The Limits of Brotherhood

Andrew Pettegree (Reformation and the Culture of Persuasion, 201-2) describes the post-Reformation efforts to cultivate a sense of brotherhood and solidarity among Protestant Christians who had rejected medieval rites and practices of kinship. He quotes a “disenchanted defector” who denied brotherhood “to all who did not adhere to their faction,” adding that “such naming became a common characteristic of all the future separatist groups that eventually repudiated the broad church of the English settlement.”
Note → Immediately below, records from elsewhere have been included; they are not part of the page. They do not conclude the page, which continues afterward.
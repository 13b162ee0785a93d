// Timeline dispatcher - walks a song's events against an advancing tick
//
// Events are sorted once per song (stable, so same-tick events keep their
// authoring order) and consumed through a forward-only cursor. Every call to
// `advance` fires all events up to the given tick, so nothing is skipped when
// several ticks elapse between calls.

use super::song::{AudioCue, MidiPreset, Section, Setlist, Song, SongEvent, TimedEvent};
use super::tick_clock::ClockControl;
use super::timeline::{Tempo, Tick, TimingError};
use std::fmt;
use std::sync::Arc;
use std::sync::atomic::{AtomicBool, Ordering};
use thiserror::Error;

#[derive(Debug, Clone, PartialEq, Error)]
pub enum DispatchError {
    #[error("Cannot load a setlist while playing")]
    LoadWhilePlaying,

    #[error("No setlist loaded")]
    NoSetlist,

    #[error("Invalid setlist: {0}")]
    InvalidSetlist(#[from] TimingError),

    #[error("Setlist is written at {setlist} ppqn but the clock runs at {clock}")]
    PpqnMismatch { setlist: u32, clock: u32 },
}

/// Dispatcher state machine
#[derive(Debug, Clone, Copy, PartialEq, Eq)]
pub enum DispatcherState {
    Idle,
    Playing,
    Stopped,
}

impl fmt::Display for DispatcherState {
    fn fmt(&self, f: &mut fmt::Formatter<'_>) -> fmt::Result {
        match self {
            DispatcherState::Idle => write!(f, "Idle"),
            DispatcherState::Playing => write!(f, "Playing"),
            DispatcherState::Stopped => write!(f, "Stopped"),
        }
    }
}

/// Receives the dispatcher's domain notifications. Handlers run on whichever
/// thread drives the dispatcher and must not block.
pub trait TimelineObserver: Send {
    fn on_song_started(&mut self, _index: usize, _song: &Song) {}

    fn on_section_changed(&mut self, _tick: Tick, _section: &Section) {}

    /// Once per preset of a section, in list order
    fn on_preset_changed(&mut self, _preset: &MidiPreset) {}

    fn on_cue_fired(&mut self, _tick: Tick, _cue: &AudioCue) {}

    fn on_song_finished(&mut self, _index: usize, _song: &Song) {}

    /// Fired exactly once, after the last song
    fn on_setlist_completed(&mut self, _setlist: &Setlist) {}

    /// Playback was stopped before the setlist completed. Fired once per
    /// stop, after which nothing else fires until the next `play`.
    fn on_stopped(&mut self) {}
}

/// Cross-thread stop request. Checked before every notification.
#[derive(Debug, Clone, Default)]
pub struct StopHandle {
    stopped: Arc<AtomicBool>,
}

impl StopHandle {
    pub fn stop(&self) {
        self.stopped.store(true, Ordering::Release);
    }

    pub fn is_stopped(&self) -> bool {
        self.stopped.load(Ordering::Acquire)
    }

    fn clear(&self) {
        self.stopped.store(false, Ordering::Release);
    }
}

/// Observers plus the stop flag, split from the dispatcher so events can be
/// borrowed while notifying
struct Observers {
    list: Vec<Box<dyn TimelineObserver>>,
    stop: StopHandle,
}

impl Observers {
    /// Returns false (and notifies nobody further) once a stop was requested
    fn each(&mut self, mut f: impl FnMut(&mut dyn TimelineObserver)) -> bool {
        for observer in self.list.iter_mut() {
            if self.stop.is_stopped() {
                return false;
            }
            f(observer.as_mut());
        }
        !self.stop.is_stopped()
    }
}

pub struct TimelineDispatcher<C: ClockControl> {
    clock: C,
    observers: Observers,
    state: DispatcherState,
    setlist: Option<Setlist>,
    song_index: usize,
    events: Vec<TimedEvent>,
    cursor: usize,
}

impl<C: ClockControl> TimelineDispatcher<C> {
    pub fn new(clock: C) -> Self {
        Self {
            clock,
            observers: Observers {
                list: Vec::new(),
                stop: StopHandle::default(),
            },
            state: DispatcherState::Idle,
            setlist: None,
            song_index: 0,
            events: Vec::new(),
            cursor: 0,
        }
    }

    /// Register an observer; notified in registration order
    pub fn subscribe(&mut self, observer: Box<dyn TimelineObserver>) {
        self.observers.list.push(observer);
    }

    pub fn clock(&self) -> &C {
        &self.clock
    }

    pub fn state(&self) -> DispatcherState {
        self.state
    }

    pub fn stop_handle(&self) -> StopHandle {
        self.observers.stop.clone()
    }

    pub fn setlist(&self) -> Option<&Setlist> {
        self.setlist.as_ref()
    }

    pub fn song_index(&self) -> usize {
        self.song_index
    }

    pub fn current_song(&self) -> Option<&Song> {
        self.setlist.as_ref()?.songs.get(self.song_index)
    }

    /// Events of the current song not fired yet
    pub fn pending_events(&self) -> usize {
        self.events.len() - self.cursor
    }

    /// Load a setlist. Leaves the dispatcher Idle; fails while Playing or
    /// when the setlist's resolution is not the clock's.
    pub fn load(&mut self, setlist: Setlist) -> Result<(), DispatchError> {
        if self.state == DispatcherState::Playing {
            return Err(DispatchError::LoadWhilePlaying);
        }
        setlist.validate()?;
        if setlist.ppqn != self.clock.ppqn() {
            return Err(DispatchError::PpqnMismatch {
                setlist: setlist.ppqn,
                clock: self.clock.ppqn(),
            });
        }

        log::info!(
            "Loaded setlist '{}' ({} songs, ppqn {})",
            setlist.name,
            setlist.songs.len(),
            setlist.ppqn
        );

        self.setlist = Some(setlist);
        self.state = DispatcherState::Idle;
        self.song_index = 0;
        self.events.clear();
        self.cursor = 0;
        Ok(())
    }

    /// Start the loaded setlist from its first song. No-op while Playing.
    pub fn play(&mut self) -> Result<(), DispatchError> {
        if self.state == DispatcherState::Playing {
            return Ok(());
        }
        if self.setlist.is_none() {
            return Err(DispatchError::NoSetlist);
        }

        self.observers.stop.clear();
        self.state = DispatcherState::Playing;
        self.song_index = 0;
        log::info!("Dispatcher playing");

        if self.begin_song() {
            self.dispatch_until(0);
        }
        Ok(())
    }

    /// Stop immediately; apart from `on_stopped` no further notification fires
    pub fn stop(&mut self) {
        self.observers.stop.stop();
        self.halt();
    }

    /// Fire everything due at `tick`. Returns the state afterwards.
    pub fn advance(&mut self, tick: Tick) -> DispatcherState {
        if self.state == DispatcherState::Playing {
            self.dispatch_until(tick);
        }
        self.state
    }

    fn halt(&mut self) {
        let was_playing = self.state == DispatcherState::Playing;
        self.state = DispatcherState::Stopped;

        if was_playing && self.observers.stop.is_stopped() {
            log::info!("Dispatcher stopped");
            for observer in self.observers.list.iter_mut() {
                observer.on_stopped();
            }
        }
    }

    /// Prepare the song at `song_index`: reset the clock, sort its events and
    /// announce it. Completes the setlist when there is no such song.
    fn begin_song(&mut self) -> bool {
        let Some(setlist) = self.setlist.as_ref() else {
            self.halt();
            return false;
        };

        let Some(song) = setlist.songs.get(self.song_index) else {
            log::info!("Setlist '{}' completed", setlist.name);
            let observers = &mut self.observers;
            observers.each(|o| o.on_setlist_completed(setlist));
            self.halt();
            return false;
        };

        self.clock.reset();

        let duration = song.duration_ticks;
        self.events.clear();
        self.events.extend(
            song.events
                .iter()
                .filter(|e| e.tick <= duration)
                .cloned(),
        );
        self.events.sort_by_key(|e| e.tick);
        self.cursor = 0;

        log::info!("Song {}: '{}'", self.song_index + 1, song.title);
        let index = self.song_index;
        if !self.observers.each(|o| o.on_song_started(index, song)) {
            self.halt();
            return false;
        }
        true
    }

    fn dispatch_until(&mut self, mut tick: Tick) {
        loop {
            if self.observers.stop.is_stopped() {
                self.halt();
                return;
            }

            while let Some(event) = self.events.get(self.cursor) {
                if event.tick > tick {
                    break;
                }
                self.cursor += 1;
                if !fire(&mut self.observers, &self.clock, event) {
                    self.halt();
                    return;
                }
            }

            let Some(song) = self.current_song() else {
                self.halt();
                return;
            };
            if tick < song.duration_ticks {
                return;
            }

            let index = self.song_index;
            if let Some(setlist) = self.setlist.as_ref() {
                let song = &setlist.songs[index];
                if !self.observers.each(|o| o.on_song_finished(index, song)) {
                    self.halt();
                    return;
                }
            }

            self.song_index += 1;
            if !self.begin_song() {
                return;
            }
            tick = 0;
        }
    }
}

/// Fire one event. Returns false if a stop interrupted it.
fn fire<C: ClockControl>(observers: &mut Observers, clock: &C, event: &TimedEvent) -> bool {
    match &event.event {
        SongEvent::SectionChange(section) => {
            match Tempo::new(section.bpm, section.time_signature) {
                Ok(tempo) => clock.change_tempo(tempo),
                Err(e) => log::warn!("Section '{}' keeps previous tempo: {}", section.name, e),
            }

            if !observers.each(|o| o.on_section_changed(event.tick, section)) {
                return false;
            }
            for preset in &section.presets {
                if !observers.each(|o| o.on_preset_changed(preset)) {
                    return false;
                }
            }
            true
        }
        SongEvent::AudioCue(cue) => observers.each(|o| o.on_cue_fired(event.tick, cue)),
    }
}
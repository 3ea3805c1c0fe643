//! Exponential backoff with jitter for transient transport failures
//! (§4.4, §5). 4xx errors other than 429 are never retried; 429s use the
//! server's advised delay instead of the backoff schedule.

use super::error::TransportError;
use rand::Rng;
use std::time::Duration;
use tracing::warn;

#[derive(Debug, Clone, Copy)]
pub struct RetryPolicy {
    pub max_attempts: u32,
    pub base_delay: Duration,
}

impl Default for RetryPolicy {
    fn default() -> Self {
        Self {
            max_attempts: 3,
            base_delay: Duration::from_millis(500),
        }
    }
}

impl RetryPolicy {
    fn backoff_for(&self, attempt: u32) -> Duration {
        let exp = self.base_delay.as_millis() as u64 * 2u64.saturating_pow(attempt);
        let jitter_ms = rand::thread_rng().gen_range(0..=exp / 4 + 1);
        Duration::from_millis(exp + jitter_ms)
    }

    /// Run `op` under this policy. `op` is invoked at least once and at
    /// most `max_attempts`. A permanent/non-retryable error returns
    /// immediately; retryable errors sleep per the schedule (or the
    /// server-advised delay for rate limits) before the next attempt.
    pub async fn run<F, Fut, T>(&self, mut op: F) -> Result<T, TransportError>
    where
        F: FnMut() -> Fut,
        Fut: std::future::Future<Output = Result<T, TransportError>>,
    {
        let mut attempt = 0u32;
        loop {
            match op().await {
                Ok(value) => return Ok(value),
                Err(err) if !err.retryable() || attempt + 1 >= self.max_attempts => return Err(err),
                Err(TransportError::RateLimited { retry_after_secs }) => {
                    warn!(attempt, retry_after_secs, "rate limited, sleeping before retry");
                    tokio::time::sleep(Duration::from_secs(retry_after_secs)).await;
                    attempt += 1;
                }
                Err(err) => {
                    let delay = self.backoff_for(attempt);
                    warn!(attempt, ?delay, error = %err, "transient transport error, retrying");
                    tokio::time::sleep(delay).await;
                    attempt += 1;
                }
            }
        }
    }
}
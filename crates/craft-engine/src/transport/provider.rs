//! The `Provider` trait: one implementation per backend, selected by
//! `model_id` prefix at `Transport` construction (§4.4).

use super::error::TransportError;
use super::types::{CompletionDelta, CompletionParams, CompletionResponse, Message};
use async_trait::async_trait;
use futures::stream::BoxStream;

#[async_trait]
pub trait Provider: Send + Sync {
    /// Non-streaming completion.
    async fn complete(
        &self,
        model: &str,
        messages: &[Message],
        params: &CompletionParams,
    ) -> Result<CompletionResponse, TransportError>;

    /// Streaming completion; the returned stream yields deltas in order
    /// and terminates with a final delta where `finished` is `true`.
    async fn complete_stream(
        &self,
        model: &str,
        messages: &[Message],
        params: &CompletionParams,
    ) -> Result<BoxStream<'static, Result<CompletionDelta, TransportError>>, TransportError>;

    /// Embed a batch of texts, preserving input order.
    async fn embed(&self, model: &str, texts: &[String]) -> Result<Vec<Vec<f32>>, TransportError>;
}
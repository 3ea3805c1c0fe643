//! Typed settings schema — the "path-to-field mapping generated at build
//! time" called for in Design Notes §9, replacing the source's untyped
//! string-keyed lookups while keeping the dotted-string surface at the
//! RPC boundary for UI compatibility.

use serde_json::Value;
use std::collections::HashMap;

/// The type a setting value must have.
#[derive(Debug, Clone, Copy, PartialEq, Eq)]
pub enum FieldType {
    Bool,
    Number,
    String,
    StringList,
}

/// Declarative specification for one dotted settings path.
#[derive(Debug, Clone)]
pub struct FieldSpec {
    pub path: &'static str,
    pub field_type: FieldType,
    pub default: Value,
    /// Closed set of allowed string values, if this field is a choice.
    pub choices: Option<&'static [&'static str]>,
    /// Inclusive numeric bounds, if this field is range-constrained.
    pub range: Option<(f64, f64)>,
}

impl FieldSpec {
    const fn bool(path: &'static str, default: bool) -> Self {
        Self {
            path,
            field_type: FieldType::Bool,
            default: Value::Bool(default),
            choices: None,
            range: None,
        }
    }

    fn number(path: &'static str, default: f64, range: Option<(f64, f64)>) -> Self {
        Self {
            path,
            field_type: FieldType::Number,
            default: serde_json::json!(default),
            choices: None,
            range,
        }
    }

    fn string(path: &'static str, default: &'static str, choices: Option<&'static [&'static str]>) -> Self {
        Self {
            path,
            field_type: FieldType::String,
            default: Value::String(default.to_string()),
            choices,
            range: None,
        }
    }

    fn string_list(path: &'static str) -> Self {
        Self {
            path,
            field_type: FieldType::StringList,
            default: Value::Array(Vec::new()),
            choices: None,
            range: None,
        }
    }
}

/// The compiled schema: every dotted path the Craft Quality Engine
/// understands, with its type, default, and validation rules.
pub struct SettingsSchema {
    fields: HashMap<&'static str, FieldSpec>,
}

impl SettingsSchema {
    /// Build the schema once at construction time. Every path referenced
    /// anywhere in the engine (scoring weights, thresholds, router
    /// policy, transport retry limits) must be declared here — the
    /// Resolver refuses to `get`/`set` undeclared paths.
    pub fn build() -> Self {
        let specs = vec![
            // Scene Analyzer category weights (§4.5)
            FieldSpec::number("scoring.voice_authenticity_weight", 30.0, Some((0.0, 100.0))),
            FieldSpec::number("scoring.character_consistency_weight", 20.0, Some((0.0, 100.0))),
            FieldSpec::number("scoring.metaphor_discipline_weight", 20.0, Some((0.0, 100.0))),
            FieldSpec::number("scoring.anti_pattern_weight", 15.0, Some((0.0, 100.0))),
            FieldSpec::number("scoring.phase_appropriateness_weight", 15.0, Some((0.0, 100.0))),
            FieldSpec::number("scoring.anti_pattern.zero_tolerance_deduction", 2.0, Some((0.0, 100.0))),
            FieldSpec::number("scoring.anti_pattern.formulaic_deduction", 1.0, Some((0.0, 100.0))),
            // Open Question #1 (§9): the formulaic-pattern cap, made explicit.
            FieldSpec::number("scoring.anti_pattern.formulaic_cap", 5.0, Some((0.0, 100.0))),
            // Tier thresholds
            FieldSpec::number("scoring.tier.a_threshold", 92.0, Some((0.0, 100.0))),
            FieldSpec::number("scoring.tier.a_minus_threshold", 85.0, Some((0.0, 100.0))),
            FieldSpec::number("scoring.tier.b_plus_threshold", 80.0, Some((0.0, 100.0))),
            FieldSpec::number("scoring.tier.b_threshold", 70.0, Some((0.0, 100.0))),
            // Enhancement Engine (§4.8)
            FieldSpec::number("enhancement.action_prompt_threshold", 85.0, Some((0.0, 100.0))),
            FieldSpec::number("enhancement.six_pass_floor", 70.0, Some((0.0, 100.0))),
            FieldSpec::number("enhancement.regression_tolerance", 1.0, Some((0.0, 20.0))),
            FieldSpec::number("enhancement.six_pass_fast_exit_threshold", 85.0, Some((0.0, 100.0))),
            // Pattern Library
            FieldSpec::number("patterns.simile_density_suppress_threshold", 0.02, Some((0.0, 1.0))),
            FieldSpec::bool("patterns.case_insensitive", true),
            // Model Router (§4.3)
            FieldSpec::string(
                "router.quality_tier",
                "balanced",
                Some(&["budget", "balanced", "premium"]),
            ),
            FieldSpec::number("router.monthly_budget_cap_usd", 500.0, Some((0.0, 1_000_000.0))),
            FieldSpec::number("router.circuit_breaker.failure_threshold", 3.0, Some((1.0, 100.0))),
            FieldSpec::number("router.circuit_breaker.cooldown_secs", 60.0, Some((1.0, 3600.0))),
            // LLM Transport (§4.4)
            FieldSpec::number("transport.retry.max_attempts", 3.0, Some((0.0, 10.0))),
            FieldSpec::number("transport.retry.base_delay_ms", 500.0, Some((1.0, 60_000.0))),
            FieldSpec::number("transport.timeout.call_secs", 120.0, Some((1.0, 3600.0))),
            FieldSpec::number("transport.timeout.token_stall_secs", 30.0, Some((1.0, 600.0))),
            // Scaffold Generator (§4.6)
            FieldSpec::bool("scaffold.enrichment_enabled", true),
            FieldSpec::number("scaffold.enrichment_timeout_secs", 20.0, Some((1.0, 300.0))),
            // Tournament (§4.7)
            FieldSpec::bool("tournament.structure_variants_enabled", true),
            FieldSpec::number("tournament.structure_variant_count", 3.0, Some((1.0, 10.0))),
            FieldSpec::number("tournament.per_provider_concurrency", 4.0, Some((1.0, 64.0))),
            FieldSpec::number("tournament.generation_timeout_secs", 180.0, Some((1.0, 3600.0))),
            FieldSpec::string_list("tournament.default_strategies"),
        ];
        let mut fields = HashMap::new();
        for spec in specs {
            fields.insert(spec.path, spec);
        }
        Self { fields }
    }

    pub fn get(&self, path: &str) -> Option<&FieldSpec> {
        self.fields.get(path)
    }

    pub fn paths(&self) -> impl Iterator<Item = &'static str> + '_ {
        self.fields.keys().copied()
    }
}

impl Default for SettingsSchema {
    fn default() -> Self {
        Self::build()
    }
}
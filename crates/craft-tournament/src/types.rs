//! Data types for the Multi-Model Tournament Orchestrator: the writer
//! strategy directive, one generated Variant, and the final Tournament
//! Result (§3, §4.7).

use craft_engine::model::SceneScore;
use serde::{Deserialize, Serialize};

/// Writer strategy directive for one generation pass (§3 Variant).
#[derive(Debug, Clone, Copy, PartialEq, Eq, Serialize, Deserialize)]
#[serde(rename_all = "snake_case")]
pub enum Strategy {
    Action,
    Character,
    Dialogue,
    Atmospheric,
    Balanced,
}

impl Strategy {
    /// The prose directive appended to a generation prompt for this
    /// strategy — the only place strategy-specific instruction text
    /// lives.
    pub fn directive(self) -> &'static str {
        match self {
            Strategy::Action => "Prioritize kinetic motion and stakes; keep interiority brief.",
            Strategy::Character => "Prioritize interior psychology and decision-making over external event.",
            Strategy::Dialogue => "Carry the scene primarily through dialogue exchange, with minimal narration.",
            Strategy::Atmospheric => "Prioritize sensory setting and mood; let plot move at a slower register.",
            Strategy::Balanced => "Balance action, interiority, and dialogue evenly across the scene.",
        }
    }
}

/// One generated draft, scored after generation (§3 Variant).
#[derive(Debug, Clone, Serialize, Deserialize)]
pub struct Variant {
    pub variant_id: String,
    pub model_id: String,
    pub strategy: Strategy,
    pub text: String,
    pub token_count: u32,
    pub elapsed_ms: u64,
    pub score: Option<SceneScore>,
    pub parent_scaffold_id: String,
    /// Set when generation did not complete within
    /// `tournament.generation_timeout_secs` (§4.7 step 3).
    pub timed_out: bool,
}

/// One winning span contributed to a hybrid draft (§3 Tournament Result).
#[derive(Debug, Clone, Serialize, Deserialize)]
pub struct HybridSpan {
    pub source_variant_id: String,
    pub span: String,
}

/// Final outcome of a Tournament run (§3 Tournament Result).
#[derive(Debug, Clone, Serialize, Deserialize)]
pub struct TournamentResult {
    pub scaffold_id: String,
    /// Ordered by Scene Score `overall` desc, per [`crate::ranking::rank`].
    pub variants: Vec<Variant>,
    pub winner_id: Option<String>,
    pub hybrid_recipe: Option<Vec<HybridSpan>>,
    pub cost_estimate: f64,
    pub completed_at: chrono::DateTime<chrono::Utc>,
}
He observes that “the traditional sacraments played a relatively modest role in defining the new Protestant family. Baptism was an important rite of belonging but took place only once, and was in England and the Netherlands available to all children of the parish community. It did not define commitment to the confessing congregation under the discipline, as had been intended in the original Reformed church orders. The churches also exhibited a considerable difference in practice as to how far the extended kinship relationship of godparenting should be practised: in some Reformed traditions it was effectively repressed. The Eucharist, rescued from the pollution of the Roman Mass, also played a much more modest role in defining the godly community than might have been anticipated by the reformers. It was infrequent, often only quarterly, and only in the churches that achieved a real unity between the godly people and the parish (such as Scotland and the Huguenot towns of southern France) could it function as a rite of communal self-identification. In the Netherlands, as we have seen, only a tenth of the population aspired to full communicating membership of the church: a godly core, but not in any way representative of the totality of the Christian people.”

Instead, the godly people were identified in two ways: “firstly, to a community of saints that recognized no limits of locality, nation or time. This was a congregation that united the godly both with the saints departed and with those in other godly nations. Simultaneously, however, the Protestant churches developed an alternative vision of a godly people, that united a broad cross-section of the people who felt a broad commitment to the common purpose of church and nation, irrespective of whether they also adhered to the core of the confessing church. It was this broader church of the godly nation that would sustain the cause through the crises that marked the last decades of the sixteenth century” (202).